Why do I need to hear those sounds anyway?

“I don’t wear my hearing aids when I’m just at home by myself.” 

As an audiology assistant, an important part of my job is calling to check on new hearing aid users after their initial hearing aid fitting. What I’m looking to hear during this conversation is that the hearing aids are comfortable and clear, that you’re successfully getting them into and out of your ears, and that you’re wearing your hearing aids as much as possible to adjust to all the new sounds around you. When I occasionally hear the statement “I haven’t really worn them because I’ve just been home by myself,” I put on my hearing aid educator hat and explain why that harmless act is, in fact, not harmless at all. 

Sometimes it’s in an effort to save batteries, but most of the time, new hearing aid users simply don’t know how beneficial and necessary it is to wear their hearing aids, even in quiet situations. 

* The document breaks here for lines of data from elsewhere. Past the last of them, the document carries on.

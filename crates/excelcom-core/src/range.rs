//! Range tokens ("A1", "AA10:CB20") and zero-based bounds
//!
//! Tokens use 1-based rows and lettered columns; everything behind the parser
//! is zero-based. A single-cell token is the degenerate range where begin and
//! end coincide.

use std::fmt;
use std::str::FromStr;

use crate::alphabet::{self, column_letters};
use crate::error::{Error, Result};
use crate::{MAX_COLS, MAX_COLUMN_LETTERS, MAX_ROWS};

/// Shape of a range: how many rows and columns it spans
#[derive(Debug, Clone, Copy, PartialEq, Eq, Hash)]
pub struct RangeBounds {
    row_count: u32,
    column_count: u32,
}

impl RangeBounds {
    pub(crate) fn new(row_count: u32, column_count: u32) -> Self {
        debug_assert!(row_count >= 1 && column_count >= 1);
        Self {
            row_count,
            column_count,
        }
    }

    /// Number of rows (at least 1)
    pub fn row_count(&self) -> u32 {
        self.row_count
    }

    /// Number of columns (at least 1)
    pub fn column_count(&self) -> u32 {
        self.column_count
    }

    /// Whether the range is a single cell
    pub fn is_unary(&self) -> bool {
        self.row_count == 1 && self.column_count == 1
    }

    /// Total number of cells
    pub fn cell_count(&self) -> u64 {
        self.row_count as u64 * self.column_count as u64
    }
}

/// A zero-based cell coordinate
#[derive(Debug, Clone, Copy, PartialEq, Eq, PartialOrd, Ord, Hash)]
#[cfg_attr(feature = "serde", derive(serde::Serialize, serde::Deserialize))]
pub struct CellPosition {
    /// Row index (0-based)
    pub row: u32,
    /// Column index (0-based, A=0)
    pub column: u32,
}

impl CellPosition {
    pub fn new(row: u32, column: u32) -> Self {
        Self { row, column }
    }

    /// Format as an A1-style token
    pub fn to_token(&self) -> String {
        format_cell(self.row, self.column)
    }
}

impl fmt::Display for CellPosition {
    fn fmt(&self, f: &mut fmt::Formatter<'_>) -> fmt::Result {
        f.write_str(&self.to_token())
    }
}

/// A validated rectangular range, zero-based and inclusive on both ends
///
/// Invariants: `from_row <= to_row`, `from_column <= to_column`, and every
/// coordinate lies inside the grid (rows < 1,048,576, columns < 16,384).
#[derive(Debug, Clone, Copy, PartialEq, Eq, Hash)]
pub struct RangeAddress {
    from_row: u32,
    from_column: u32,
    to_row: u32,
    to_column: u32,
}

impl RangeAddress {
    /// Create a range from zero-based bounds.
    ///
    /// Fails with `OutOfRange` for coordinates beyond the grid and with
    /// `InvalidRangeOrder` when a begin coordinate lies after its end. Begin and
    /// end are never swapped silently.
    pub fn new(from_row: u32, from_column: u32, to_row: u32, to_column: u32) -> Result<Self> {
        for row in [from_row, to_row] {
            if row >= MAX_ROWS {
                return Err(Error::row_out_of_range(row as u64 + 1));
            }
        }
        for column in [from_column, to_column] {
            if column >= MAX_COLS {
                return Err(Error::column_out_of_range(column as u64 + 1));
            }
        }
        if from_row > to_row || from_column > to_column {
            return Err(Error::InvalidRangeOrder(format_range(
                from_row,
                from_column,
                to_row,
                to_column,
            )));
        }

        Ok(Self {
            from_row,
            from_column,
            to_row,
            to_column,
        })
    }

    /// Single-cell range
    pub fn unary(row: u32, column: u32) -> Result<Self> {
        Self::new(row, column, row, column)
    }

    /// Range spanning two positions (begin must not lie after end)
    pub fn between(from: CellPosition, to: CellPosition) -> Result<Self> {
        Self::new(from.row, from.column, to.row, to.column)
    }

    pub fn from_row(&self) -> u32 {
        self.from_row
    }

    pub fn from_column(&self) -> u32 {
        self.from_column
    }

    pub fn to_row(&self) -> u32 {
        self.to_row
    }

    pub fn to_column(&self) -> u32 {
        self.to_column
    }

    /// Top-left cell
    pub fn start(&self) -> CellPosition {
        CellPosition::new(self.from_row, self.from_column)
    }

    /// Bottom-right cell
    pub fn end(&self) -> CellPosition {
        CellPosition::new(self.to_row, self.to_column)
    }

    /// Shape of the range
    pub fn bounds(&self) -> RangeBounds {
        RangeBounds::new(
            self.to_row - self.from_row + 1,
            self.to_column - self.from_column + 1,
        )
    }

    /// Whether the range is a single cell
    pub fn is_unary(&self) -> bool {
        self.from_row == self.to_row && self.from_column == self.to_column
    }

    /// Check if a cell is within this range
    pub fn contains(&self, position: CellPosition) -> bool {
        position.row >= self.from_row
            && position.row <= self.to_row
            && position.column >= self.from_column
            && position.column <= self.to_column
    }

    /// Format as "A1" for a single cell or "A1:B10" otherwise
    pub fn to_token(&self) -> String {
        if self.is_unary() {
            format_cell(self.from_row, self.from_column)
        } else {
            format_range(self.from_row, self.from_column, self.to_row, self.to_column)
        }
    }
}

impl fmt::Display for RangeAddress {
    fn fmt(&self, f: &mut fmt::Formatter<'_>) -> fmt::Result {
        f.write_str(&self.to_token())
    }
}

impl FromStr for RangeAddress {
    type Err = Error;

    fn from_str(s: &str) -> Result<Self> {
        parse_range(s)
    }
}

/// Report the shape of a range token.
///
/// A token without `:` is a single cell and reports `{1, 1}` without being
/// decoded. Two-part tokens are fully validated.
///
/// ```
/// use excelcom_core::range_size;
///
/// let bounds = range_size("AA1:AC3").unwrap();
/// assert_eq!((bounds.row_count(), bounds.column_count()), (3, 3));
/// assert!(range_size("A2:B5:C6").is_err());
/// ```
pub fn range_size(token: &str) -> Result<RangeBounds> {
    match split_token(token)?.as_slice() {
        [_] => Ok(RangeBounds::new(1, 1)),
        [from, to] => Ok(parse_span(token, from, to)?.bounds()),
        _ => Err(Error::InvalidFormat(token.to_string())),
    }
}

/// Decode a range token into absolute zero-based bounds.
pub fn parse_range(token: &str) -> Result<RangeAddress> {
    match split_token(token)?.as_slice() {
        [cell] => {
            let position = CellToken::split(token, cell)?.check_size(token)?.decode()?;
            RangeAddress::unary(position.row, position.column)
        }
        [from, to] => parse_span(token, from, to),
        _ => Err(Error::InvalidFormat(token.to_string())),
    }
}

/// Decode a single-cell token.
///
/// A two-part token is accepted when both parts name the same cell ("B2:B2");
/// any larger shape fails with `NotASingleCell`.
pub fn parse_cell(token: &str) -> Result<CellPosition> {
    match split_token(token)?.as_slice() {
        [cell] => CellToken::split(token, cell)?.check_size(token)?.decode(),
        [from, to] => {
            let range = parse_span(token, from, to)?;
            if !range.is_unary() {
                return Err(Error::NotASingleCell(token.to_string()));
            }
            Ok(range.start())
        }
        _ => Err(Error::InvalidFormat(token.to_string())),
    }
}

/// Format a zero-based cell coordinate as an A1-style token
pub fn format_cell(row: u32, column: u32) -> String {
    format!("{}{}", column_letters(column as u64 + 1), row as u64 + 1)
}

/// Format zero-based bounds as a two-cell token ("A1:B2")
pub fn format_range(from_row: u32, from_column: u32, to_row: u32, to_column: u32) -> String {
    format!(
        "{}:{}",
        format_cell(from_row, from_column),
        format_cell(to_row, to_column)
    )
}

fn split_token(token: &str) -> Result<Vec<&str>> {
    let parts: Vec<&str> = token.split(':').collect();
    if parts.len() > 2 {
        return Err(Error::InvalidFormat(token.to_string()));
    }
    Ok(parts)
}

fn parse_span(token: &str, from: &str, to: &str) -> Result<RangeAddress> {
    let from = CellToken::split(token, from)?;
    let to = CellToken::split(token, to)?;

    let from = from.check_size(token)?;
    let to = to.check_size(token)?;

    if from.row > to.row {
        return Err(Error::InvalidRangeOrder(token.to_string()));
    }

    let from = from.decode()?;
    let to = to.decode()?;

    if from.column > to.column {
        return Err(Error::InvalidRangeOrder(token.to_string()));
    }

    RangeAddress::between(from, to)
}

/// The two runs of a cell token before validation
struct CellToken<'a> {
    letters: &'a str,
    digits: &'a str,
}

/// A cell token whose runs fit the grid limits
struct SizedCell<'a> {
    letters: &'a str,
    row: u32,
}

impl<'a> CellToken<'a> {
    /// Split "$AB$12" into its letter and digit runs
    fn split(token: &str, part: &'a str) -> Result<Self> {
        let part = part.trim();
        let bytes = part.as_bytes();
        let mut pos = 0;

        // Column absolute marker
        if bytes.get(pos) == Some(&b'$') {
            pos += 1;
        }

        let letters_start = pos;
        while pos < bytes.len() && bytes[pos].is_ascii_alphabetic() {
            pos += 1;
        }
        let letters = &part[letters_start..pos];

        // Row absolute marker
        if bytes.get(pos) == Some(&b'$') {
            pos += 1;
        }

        let digits_start = pos;
        while pos < bytes.len() && bytes[pos].is_ascii_digit() {
            pos += 1;
        }
        let digits = &part[digits_start..pos];

        if letters.is_empty() || digits.is_empty() || pos != bytes.len() {
            return Err(Error::InvalidFormat(token.to_string()));
        }

        Ok(Self { letters, digits })
    }

    fn check_size(self, token: &str) -> Result<SizedCell<'a>> {
        if self.letters.len() > MAX_COLUMN_LETTERS {
            return Err(Error::RangeTooLarge(token.to_string()));
        }

        // Anything too long for a u64 is certainly past the last row
        let row: u64 = self
            .digits
            .parse()
            .map_err(|_| Error::RangeTooLarge(token.to_string()))?;
        if row > MAX_ROWS as u64 {
            return Err(Error::RangeTooLarge(token.to_string()));
        }
        if row == 0 {
            return Err(Error::row_out_of_range(0));
        }

        Ok(SizedCell {
            letters: self.letters,
            row: row as u32,
        })
    }
}

impl SizedCell<'_> {
    fn decode(self) -> Result<CellPosition> {
        let column = alphabet::decode(self.letters)?;
        Ok(CellPosition::new(self.row - 1, column - 1))
    }
}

Let’s set the scene. You’re at home by yourself. How are you spending your time? Perhaps you’re making your way through the 2019 New York Times best sellers in hardcover fiction. Without your hearing aids, you may not hear the crisp turning of a page, the sound of your fingertip gently brushing across the surface, or the thump of the book as you set it down on a table to go grab a glass of sweet tea. You may not hear the sound of that tea pouring into a glass, or the hum of the refrigerator as you open the door to put the bottle back in place. Birds chirping outside your window, leaves rustling in the warm breeze – all of these sounds will be lost on you. 

“Why do I need to hear those sounds anyway?” you may ask. Just as with taste and touch, sounds, even the subtle sounds we don’t consciously notice, enrich our perception of the world around us. When not wearing your hearing aids, not only are you missing out on the simple pleasures of the environment around you, but you’re also missing out on opportunities to allow your brain to automatically process, recognize, and categorize sounds. Our ears and the auditory nerve are the vehicle we use to send messages to our brain, but our actual understanding of sounds happens in the brain. So, when you have a hearing loss and don’t wear your hearing aids, even in calm situations, you are depriving your brain of important stimuli and exercise it needs. 

According to research, the sooner hearing loss is addressed and the more consistently you wear your hearing aids, the better your overall success with hearing aids will be. The brain takes time to adjust to hearing amplified sounds — it’s a process. If you only wear your hearing aids when you go out into more challenging listening environments, your brain may not be accustomed to processing amplified sounds, leading to potential overwhelm. The more comfortable your brain becomes hearing through your hearing aids, the easier it will be to perceive amplified sounds as natural. To phrase that in another way: Not wearing your hearing aids in quiet will make it more difficult for your brain to accept the amplified signals when you are wearing hearing aids in noisier environments, like at a restaurant.

By partnering with ACA, you’ve made an incredible investment in yourself and a commitment to a higher quality of life. So, wear your hearing aids. Allow them to work for you — from the time you wake up in the morning to the time you go to sleep. You will be more connected to the environment around you at all times, not just when you’re in a noisy restaurant. Above all, be patient and consistent. Trust in the process, and trust in the hearing health professionals who are here to work with you to achieve your very best hearing.